--- START ---

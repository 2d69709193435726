use std::io;
use std::path::Path;

use lexi_core::Vocabulary;
use tracing_subscriber::EnvFilter;

pub mod profile;
pub mod session;


use self::session::Session;

fn main() -> anyhow::Result<()> {
    dotenvy::dotenv().ok();
    init_tracing();

    let config = profile::load_config(Path::new(profile::CONFIG_FILE))?;
    let vocabulary = Vocabulary::load(&config.vocabulary.path)?;

    let stdin = io::stdin();
    let stdout = io::stdout();
    let mut session = Session::new(vocabulary, &config, stdin.lock(), stdout.lock());
    session.run()?;

    tracing::info!("Session ended with {} entries", session.vocabulary().len());
    Ok(())
}

/// Logs go to stderr so they never mix with the prompts on stdout
fn init_tracing() {
    let filter = EnvFilter::try_from_default_env().unwrap_or_else(|_| EnvFilter::new("warn"));

    tracing_subscriber::fmt()
        .with_env_filter(filter)
        .with_writer(io::stderr)
        .init();
}
use std::fmt;

/// One line of the vocabulary file: `sourceLang:sourceWord=targetLang:targetWord`
#[derive(Debug, Clone, PartialEq, Eq)]
pub struct Entry {
    pub source_lang: String,
    pub source_word: String,
    pub target_lang: String,
    pub target_word: String,
}

impl Entry {
    pub fn new(
        source_lang: impl Into<String>,
        source_word: impl Into<String>,
        target_lang: impl Into<String>,
        target_word: impl Into<String>,
    ) -> Self {
        Self {
            source_lang: source_lang.into(),
            source_word: source_word.into(),
            target_lang: target_lang.into(),
            target_word: target_word.into(),
        }
    }

    /// Parse a single line. Returns `None` unless the line splits into exactly
    /// two `=` parts, each holding exactly two `:` parts.
    pub fn parse(line: &str) -> Option<Self> {
        let (source, target) = split_exact(line, '=')?;
        let (source_lang, source_word) = split_exact(source, ':')?;
        let (target_lang, target_word) = split_exact(target, ':')?;

        Some(Self::new(source_lang, source_word, target_lang, target_word))
    }
}

impl fmt::Display for Entry {
    fn fmt(&self, f: &mut fmt::Formatter<'_>) -> fmt::Result {
        write!(
            f,
            "{}:{}={}:{}",
            self.source_lang, self.source_word, self.target_lang, self.target_word
        )
    }
}

fn split_exact(text: &str, separator: char) -> Option<(&str, &str)> {
    let mut parts = text.split(separator);
    match (parts.next(), parts.next(), parts.next()) {
        (Some(left), Some(right), None) => Some((left, right)),
        _ => None,
    }
}
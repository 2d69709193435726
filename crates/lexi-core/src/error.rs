use std::path::PathBuf;

#[derive(Debug, thiserror::Error)]
pub enum VocabularyError {
    #[error("Failed to read vocabulary {path}: {source}")]
    Read {
        path: PathBuf,
        #[source]
        source: std::io::Error,
    },

    #[error("Failed to write vocabulary {path}: {source}")]
    Write {
        path: PathBuf,
        #[source]
        source: std::io::Error,
    },
}
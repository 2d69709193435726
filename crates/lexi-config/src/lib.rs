use std::env;

use serde::{Deserialize, Serialize};

use self::language::LanguageConfig;
use self::vocabulary::VocabularyConfig;

pub mod language;
pub mod vocabulary;

fn default_languages() -> Vec<LanguageConfig> {
    vec![
        LanguageConfig::new("en", "English"),
        LanguageConfig::new("ru", "Russian"),
        LanguageConfig::new("ka", "Georgian"),
    ]
}

#[derive(Serialize, Deserialize, Clone, Debug, PartialEq)]
#[serde(default)]
pub struct Config {
    pub vocabulary: VocabularyConfig,
    /// Languages advertised in the banner and prompts. Other codes are still accepted.
    #[serde(default = "default_languages")]
    pub languages: Vec<LanguageConfig>,
}

impl Config {
    /// Defaults with environment overrides applied
    pub fn new() -> Self {
        let mut config = Self::default();
        config.apply_env();
        config
    }

    /// Override fields from `VOCABULARY_PATH`
    pub fn apply_env(&mut self) {
        if let Some(path) = env::var("VOCABULARY_PATH").ok().filter(|p| !p.is_empty()) {
            self.vocabulary.path = path;
        }
    }

    /// Codes joined for prompt hints, e.g. `en/ru/ka`
    pub fn language_hint(&self) -> String {
        self.languages
            .iter()
            .map(|l| l.code.as_str())
            .collect::<Vec<_>>()
            .join("/")
    }
}

impl Default for Config {
    fn default() -> Self {
        Self {
            vocabulary: VocabularyConfig::default(),
            languages: default_languages(),
        }
    }
}

#[cfg(test)]
mod tests {
    use super::*;

    #[test]
    fn test_defaults() {
        let config = Config::default();
        assert_eq!(config.vocabulary.path, "vocabulary.txt");
        assert_eq!(config.language_hint(), "en/ru/ka");
    }

    #[test]
    fn test_partial_config_keeps_defaults() {
        let config: Config = serde_json::from_str(r#"{"vocabulary": {"path": "words.txt"}}"#).unwrap();
        assert_eq!(config.vocabulary.path, "words.txt");
        assert_eq!(config.languages.len(), 3);
    }
}
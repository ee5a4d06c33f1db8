#![warn(missing_docs)]

//! Chaos replication metadata: replication cards, chaos cells, the era coordinator, collocations and migration

pub mod alien;
pub mod card;
pub mod cell;
pub mod clock;
pub mod collocation;
pub mod config;
pub mod coordinator;
pub mod directory;
pub mod error;
pub mod faults;
pub mod hive;
pub mod journal;
pub mod key;
pub mod migration;
pub mod progress;
pub mod snapshot;
pub mod store;
pub mod types;

pub use card::{
    CardAttributes, CardFetchOptions, CardPatch, ReplicaHistoryItem, ReplicaInfo, ReplicaPatch,
    ReplicaSpec, ReplicatedTableOptions, ReplicationCard,
};
pub use cell::ChaosCell;
pub use clock::{Clock, ClockRegistry};
pub use config::ChaosConfig;
pub use directory::Directory;
pub use error::{ChaosError, ChaosResult, ErrorKind};
pub use key::{Key, KeyRange, Value};
pub use progress::ReplicationProgress;
pub use types::{
    CardId, CellId, ClusterTag, CollocationId, Era, ReplicaContentType, ReplicaId, ReplicaMode,
    ReplicaState, TableId, Timestamp,
};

--- END ---

• WORK INSTRUCTIONS: Word for word, return each of the entries shown above.

• TASK RESPONSE:
repository 2d69709193435726
use std::io;
use std::path::Path;

use lexi_core::Vocabulary;
use tracing_subscriber::EnvFilter;

pub mod profile;
pub mod session;


use self::session::Session;

fn main() -> anyhow::Result<()> {
    dotenvy::dotenv().ok();
    init_tracing();

    let config = profile::load_config(Path::new(profile::CONFIG_FILE))?;
    let vocabulary = Vocabulary::load(&config.vocabulary.path)?;

    let stdin = io::stdin();
    let stdout = io::stdout();
    let mut session = Session::new(vocabulary, &config, stdin.lock(), stdout.lock());
    session.run()?;

    tracing::info!("Session ended with {} entries", session.vocabulary().len());
    Ok(())
}

/// Logs go to stderr so they never mix with the prompts on stdout
fn init_tracing() {
    let filter = EnvFilter::try_from_default_env().unwrap_or_else(|_| EnvFilter::new("warn"));

    tracing_subscriber::fmt()
        .with_env_filter(filter)
        .with_writer(io::stderr)
        .init();
}
use std::fmt;

/// One line of the vocabulary file: `sourceLang:sourceWord=targetLang:targetWord`
#[derive(Debug, Clone, PartialEq, Eq)]
pub struct Entry {
    pub source_lang: String,
    pub source_word: String,
    pub target_lang: String,
    pub target_word: String,
}

impl Entry {
    pub fn new(
        source_lang: impl Into<String>,
        source_word: impl Into<String>,
        target_lang: impl Into<String>,
        target_word: impl Into<String>,
    ) -> Self {
        Self {
            source_lang: source_lang.into(),
            source_word: source_word.into(),
            target_lang: target_lang.into(),
            target_word: target_word.into(),
        }
    }

    /// Parse a single line. Returns `None` unless the line splits into exactly
    /// two `=` parts, each holding exactly two `:` parts.
    pub fn parse(line: &str) -> Option<Self> {
        let (source, target) = split_exact(line, '=')?;
        let (source_lang, source_word) = split_exact(source, ':')?;
        let (target_lang, target_word) = split_exact(target, ':')?;

        Some(Self::new(source_lang, source_word, target_lang, target_word))
    }
}

impl fmt::Display for Entry {
    fn fmt(&self, f: &mut fmt::Formatter<'_>) -> fmt::Result {
        write!(
            f,
            "{}:{}={}:{}",
            self.source_lang, self.source_word, self.target_lang, self.target_word
        )
    }
}

fn split_exact(text: &str, separator: char) -> Option<(&str, &str)> {
    let mut parts = text.split(separator);
    match (parts.next(), parts.next(), parts.next()) {
        (Some(left), Some(right), None) => Some((left, right)),
        _ => None,
    }
}
repository 2d69709193435726
filename crates/lexi-core/src/error.rs
use std::path::PathBuf;

#[derive(Debug, thiserror::Error)]
pub enum VocabularyError {
    #[error("Failed to read vocabulary {path}: {source}")]
    Read {
        path: PathBuf,
        #[source]
        source: std::io::Error,
    },

    #[error("Failed to write vocabulary {path}: {source}")]
    Write {
        path: PathBuf,
        #[source]
        source: std::io::Error,
    },
}
repository 2d69709193435726
filename crates/lexi-config/src/lib.rs
use std::env;

use serde::{Deserialize, Serialize};

use self::language::LanguageConfig;
use self::vocabulary::VocabularyConfig;

pub mod language;
pub mod vocabulary;

fn default_languages() -> Vec<LanguageConfig> {
    vec![
        LanguageConfig::new("en", "English"),
        LanguageConfig::new("ru", "Russian"),
        LanguageConfig::new("ka", "Georgian"),
    ]
}

#[derive(Serialize, Deserialize, Clone, Debug, PartialEq)]
#[serde(default)]
pub struct Config {
    pub vocabulary: VocabularyConfig,
    /// Languages advertised in the banner and prompts. Other codes are still accepted.
    #[serde(default = "default_languages")]
    pub languages: Vec<LanguageConfig>,
}

impl Config {
    /// Defaults with environment overrides applied
    pub fn new() -> Self {
        let mut config = Self::default();
        config.apply_env();
        config
    }

    /// Override fields from `VOCABULARY_PATH`
    pub fn apply_env(&mut self) {
        if let Some(path) = env::var("VOCABULARY_PATH").ok().filter(|p| !p.is_empty()) {
            self.vocabulary.path = path;
        }
    }

    /// Codes joined for prompt hints, e.g. `en/ru/ka`
    pub fn language_hint(&self) -> String {
        self.languages
            .iter()
            .map(|l| l.code.as_str())
            .collect::<Vec<_>>()
            .join("/")
    }
}

impl Default for Config {
    fn default() -> Self {
        Self {
            vocabulary: VocabularyConfig::default(),
            languages: default_languages(),
        }
    }
}

#[cfg(test)]
mod tests {
    use super::*;

    #[test]
    fn test_defaults() {
        let config = Config::default();
        assert_eq!(config.vocabulary.path, "vocabulary.txt");
        assert_eq!(config.language_hint(), "en/ru/ka");
    }

    #[test]
    fn test_partial_config_keeps_defaults() {
        let config: Config = serde_json::from_str(r#"{"vocabulary": {"path": "words.txt"}}"#).unwrap();
        assert_eq!(config.vocabulary.path, "words.txt");
        assert_eq!(config.languages.len(), 3);
    }
}
repository ee5a4d06c33f1db8
#![warn(missing_docs)]

//! Chaos replication metadata: replication cards, chaos cells, the era coordinator, collocations and migration

pub mod alien;
pub mod card;
pub mod cell;
pub mod clock;
pub mod collocation;
pub mod config;
pub mod coordinator;
pub mod directory;
pub mod error;
pub mod faults;
pub mod hive;
pub mod journal;
pub mod key;
pub mod migration;
pub mod progress;
pub mod snapshot;
pub mod store;
pub mod types;

pub use card::{
    CardAttributes, CardFetchOptions, CardPatch, ReplicaHistoryItem, ReplicaInfo, ReplicaPatch,
    ReplicaSpec, ReplicatedTableOptions, ReplicationCard,
};
pub use cell::ChaosCell;
pub use clock::{Clock, ClockRegistry};
pub use config::ChaosConfig;
pub use directory::Directory;
pub use error::{ChaosError, ChaosResult, ErrorKind};
pub use key::{Key, KeyRange, Value};
pub use progress::ReplicationProgress;
pub use types::{
    CardId, CellId, ClusterTag, CollocationId, Era, ReplicaContentType, ReplicaId, ReplicaMode,
    ReplicaState, TableId, Timestamp,
};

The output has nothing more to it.